On and off piste in Glen Tanar

Shall I let you into a wee secret?

It seems that when Gail was looking for a small to medium sized terrier to replace her beloved Hamish the Westie, one key criterion was that the new dog should have legs long enough to enable him to yomp over our heather-clad Scottish hills without difficulty.

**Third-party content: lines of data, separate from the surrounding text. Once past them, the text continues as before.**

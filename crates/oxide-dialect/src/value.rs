//! Scalar values handed to the quoting engine and returned by executors.

use chrono::{NaiveDate, NaiveDateTime};

/// A scalar value that can be rendered as a SQL literal.
#[derive(Debug, Clone, PartialEq)]
pub enum Value {
    /// NULL value.
    Null,
    /// Boolean value.
    Bool(bool),
    /// Integer value.
    Int(i64),
    /// Float value.
    Float(f64),
    /// Text value.
    Text(String),
    /// Binary blob value.
    Binary(Vec<u8>),
    /// Date and time.
    Timestamp(NaiveDateTime),
    /// Date only.
    Date(NaiveDate),
    /// A value that already knows its quoted SQL form (e.g. a delegated id).
    QuotedId(String),
}

impl Value {
    /// Returns true for `Value::Null`.
    #[must_use]
    pub const fn is_null(&self) -> bool {
        matches!(self, Self::Null)
    }
}

impl From<bool> for Value {
    fn from(v: bool) -> Self {
        Self::Bool(v)
    }
}

impl From<i64> for Value {
    fn from(v: i64) -> Self {
        Self::Int(v)
    }
}

impl From<i32> for Value {
    fn from(v: i32) -> Self {
        Self::Int(i64::from(v))
    }
}

impl From<f64> for Value {
    fn from(v: f64) -> Self {
        Self::Float(v)
    }
}

impl From<&str> for Value {
    fn from(v: &str) -> Self {
        Self::Text(String::from(v))
    }
}

impl From<String> for Value {
    fn from(v: String) -> Self {
        Self::Text(v)
    }
}

impl From<Vec<u8>> for Value {
    fn from(v: Vec<u8>) -> Self {
        Self::Binary(v)
    }
}

impl From<NaiveDateTime> for Value {
    fn from(v: NaiveDateTime) -> Self {
        Self::Timestamp(v)
    }
}

impl From<NaiveDate> for Value {
    fn from(v: NaiveDate) -> Self {
        Self::Date(v)
    }
}

impl<T: Into<Self>> From<Option<T>> for Value {
    fn from(v: Option<T>) -> Self {
        v.map_or(Self::Null, Into::into)
    }
}

#[cfg(test)]
mod tests {
    use super::*;

    #[test]
    fn test_conversions() {
        assert_eq!(Value::from(3_i32), Value::Int(3));
        assert_eq!(Value::from("a"), Value::Text("a".to_string()));
        assert_eq!(Value::from(None::<i64>), Value::Null);
        assert_eq!(Value::from(Some(true)), Value::Bool(true));
        assert!(Value::Null.is_null());
    }
}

Apparently on a couple of occasions Gail tried taking Hamish across the upland moors on paths less trodden and ended up carrying all 22 lb of wriggling white fluffiness for much longer than she would have wished.

Little did she know that the bouncy wee puppy she selected to follow Hamish would grow into a strapping fox terrier, tall enough to exceed the official breed standard height to a degree that would disqualify him from Crufts.

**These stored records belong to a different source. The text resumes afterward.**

//! Schema change statements.
//!
//! A [`DdlOperation`] describes one change; [`generate_sql`] renders it for a
//! dialect. Statements that differ between dialects come from the
//! [`Dialect`] trait, column types come from [`type_to_sql`] and default
//! values go through [`quote`].

use crate::column::ColumnSpec;
use crate::dialect::Dialect;
use crate::error::Result;
use crate::quote::quote;
use crate::types::{TypeDeclaration, type_to_sql};
use crate::value::Value;

/// Which index a `RemoveIndex` operation targets.
#[derive(Debug, Clone, PartialEq, Eq)]
pub enum IndexTarget {
    /// An index with an explicit name.
    Name(String),
    /// The conventionally named index over these columns.
    Columns(Vec<String>),
}

impl IndexTarget {
    /// Returns the index name, composing `index_<table>_on_<a>_and_<b>` for
    /// column targets.
    #[must_use]
    pub fn index_name(&self, table: &str) -> String {
        match self {
            Self::Name(name) => name.clone(),
            Self::Columns(columns) => format!("index_{table}_on_{}", columns.join("_and_")),
        }
    }
}

/// A schema change.
#[derive(Debug, Clone, PartialEq)]
pub enum DdlOperation {
    /// Create a table.
    CreateTable {
        /// Table name.
        name: String,
        /// Column definitions.
        columns: Vec<ColumnSpec>,
    },
    /// Drop a table.
    DropTable {
        /// Table name.
        name: String,
    },
    /// Add a column.
    AddColumn {
        /// Table name.
        table: String,
        /// Column definition.
        column: ColumnSpec,
    },
    /// Change a column's type.
    ChangeColumn {
        /// Table name.
        table: String,
        /// New column definition.
        column: ColumnSpec,
    },
    /// Change a column's default.
    ChangeColumnDefault {
        /// Table name.
        table: String,
        /// Column name.
        column: String,
        /// New default.
        default: Value,
    },
    /// Rename a column.
    RenameColumn {
        /// Table name.
        table: String,
        /// Current column name.
        old_name: String,
        /// New column name.
        new_name: String,
    },
    /// Rename a table.
    RenameTable {
        /// Current table name.
        old_name: String,
        /// New table name.
        new_name: String,
    },
    /// Drop an index.
    RemoveIndex {
        /// Table the index belongs to.
        table: String,
        /// The index.
        index: IndexTarget,
    },
    /// Create a database.
    CreateDatabase {
        /// Database name.
        name: String,
    },
    /// Drop a database.
    DropDatabase {
        /// Database name.
        name: String,
    },
    /// Drop and recreate a database.
    RecreateDatabase {
        /// Database name.
        name: String,
    },
}

/// Renders `operation` as the statements to run, in order.
///
/// Some operations render no statement for some dialects (e.g. creating a
/// database that comes into existence on first connection).
///
/// # Errors
///
/// Returns [`DialectError::ValueCoercion`](crate::DialectError::ValueCoercion)
/// when a default value does not fit its column.
pub fn generate_sql<D: Dialect + ?Sized>(dialect: &D, operation: &DdlOperation) -> Result<Vec<String>> {
    let statements = match operation {
        DdlOperation::CreateTable { name, columns } => {
            let defs = columns
                .iter()
                .map(|c| column_definition(dialect, c))
                .collect::<Result<Vec<_>>>()?;
            vec![format!(
                "CREATE TABLE {} ({})",
                dialect.quote_table_name(name),
                defs.join(", ")
            )]
        }
        DdlOperation::DropTable { name } => {
            vec![format!("DROP TABLE {}", dialect.quote_table_name(name))]
        }
        DdlOperation::AddColumn { table, column } => vec![format!(
            "ALTER TABLE {} ADD {}",
            dialect.quote_table_name(table),
            column_definition(dialect, column)?
        )],
        DdlOperation::ChangeColumn { table, column } => {
            vec![dialect.change_column_sql(table, &column.name, &column_type(dialect, column))]
        }
        DdlOperation::ChangeColumnDefault {
            table,
            column,
            default,
        } => vec![dialect.change_column_default_sql(table, column, &quote(dialect, default, None)?)],
        DdlOperation::RenameColumn {
            table,
            old_name,
            new_name,
        } => vec![dialect.rename_column_sql(table, old_name, new_name)],
        DdlOperation::RenameTable { old_name, new_name } => {
            vec![dialect.rename_table_sql(old_name, new_name)]
        }
        DdlOperation::RemoveIndex { table, index } => {
            vec![dialect.remove_index_sql(table, &index.index_name(table))]
        }
        DdlOperation::CreateDatabase { name } => dialect.create_database_sql(name),
        DdlOperation::DropDatabase { name } => dialect.drop_database_sql(name),
        DdlOperation::RecreateDatabase { name } => dialect.recreate_database_sql(name),
    };
    Ok(statements)
}

fn column_type<D: Dialect + ?Sized>(dialect: &D, column: &ColumnSpec) -> TypeDeclaration {
    type_to_sql(
        dialect,
        column.kind,
        column.limit,
        column.precision,
        column.scale,
    )
}

/// Renders `<name> <type> [DEFAULT <value>] [NOT NULL]`.
///
/// Primary key fragments already carry their constraints and get nothing
/// appended.
///
/// # Errors
///
/// Returns a coercion error when the default does not fit the column.
pub fn column_definition<D: Dialect + ?Sized>(dialect: &D, column: &ColumnSpec) -> Result<String> {
    let decl = column_type(dialect, column);
    let mut sql = format!("{} {decl}", dialect.quote_column_name(&column.name));
    if matches!(decl, TypeDeclaration::PrimaryKey(_)) {
        return Ok(sql);
    }

    if let Some(ref default) = column.default {
        sql.push_str(" DEFAULT ");
        sql.push_str(&quote(dialect, &Value::Text(default.clone()), Some(column))?);
    }
    if !column.nullable {
        sql.push_str(" NOT NULL");
    }
    Ok(sql)
}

In truth we rarely venture off piste on our walks, but yesterday Gail decided on a cross country route which she claimed would be just fine, given all our recent dry weather, and would avoid a long walk through a boring stretch of pine plantation.

Have you any idea how hard work it is, traversing lumpy tussocks of moss and heather, in between which one's paws can sink suddenly and unpredictably into squelchy boggy gullies?

Not to mention that these places are tick heaven.

Frankly I was most relieved when we finally regained the 'boring' forest track.

And happier still when we ended the walk on a nicely soft, smooth and paw-soothing grassy path.

Irrespective of leg length, I am thinking Hamish had the right idea insisting at times on being carried.

Oh and please note that despite my height, I actually weigh a couple of pounds less than Hamish did.

Friday, 15 June 2018

Flower Friday and a Bouncing Beach!

Gosh I had a bright idea this week.

Did you know that Gail has volunteered to do some wildflower monitoring work for a conservation organisation called Plantlife

I confess I was a bit surprised 'cos Gail's flower identification skills are er, frankly, er, shall we say 'basic'?

Well apparently she is persuaded you can teach an old dog new tricks, as it were, and so, being a cooperative wee chap, I have decided to help her by posting every week on Flower Friday about a wildflower I have sniffed during that week.

I'm just going to do one flower at a time, so Gail's poor brain doesn't get overloaded. 

Today I'm showing you the sea rocket, which I came across a few days ago, while roaming around beach at the St Cyrus National Nature Reserve, thirty miles down the coast from Aberdeen.

It must be quite a hardy wee thing, this sea rocket plant, 'cos believe me it's never warm right by the North Sea, even in June, and not every flower wants to be sprayed with salt all the time either. 

Pretty though, don't you think?

I'm told that the thick and fleshy leaves are edible and rich in vitamin C, although I must say I was not tempted.

Oh and finally, I do want to tell you something else about the St Cyrus Nature Reserve, even though it has nothing to do with plants.

Apparently the area just back from the current shoreline is a raised beach. It used to be the actual beach, when the land was weighed down by ice in the last glaciation, but now the ice has melted, the land has rebounded to a higher level. A display in the Visitor Centre tells you all about it.

I do like the idea of a Bouncing Beach.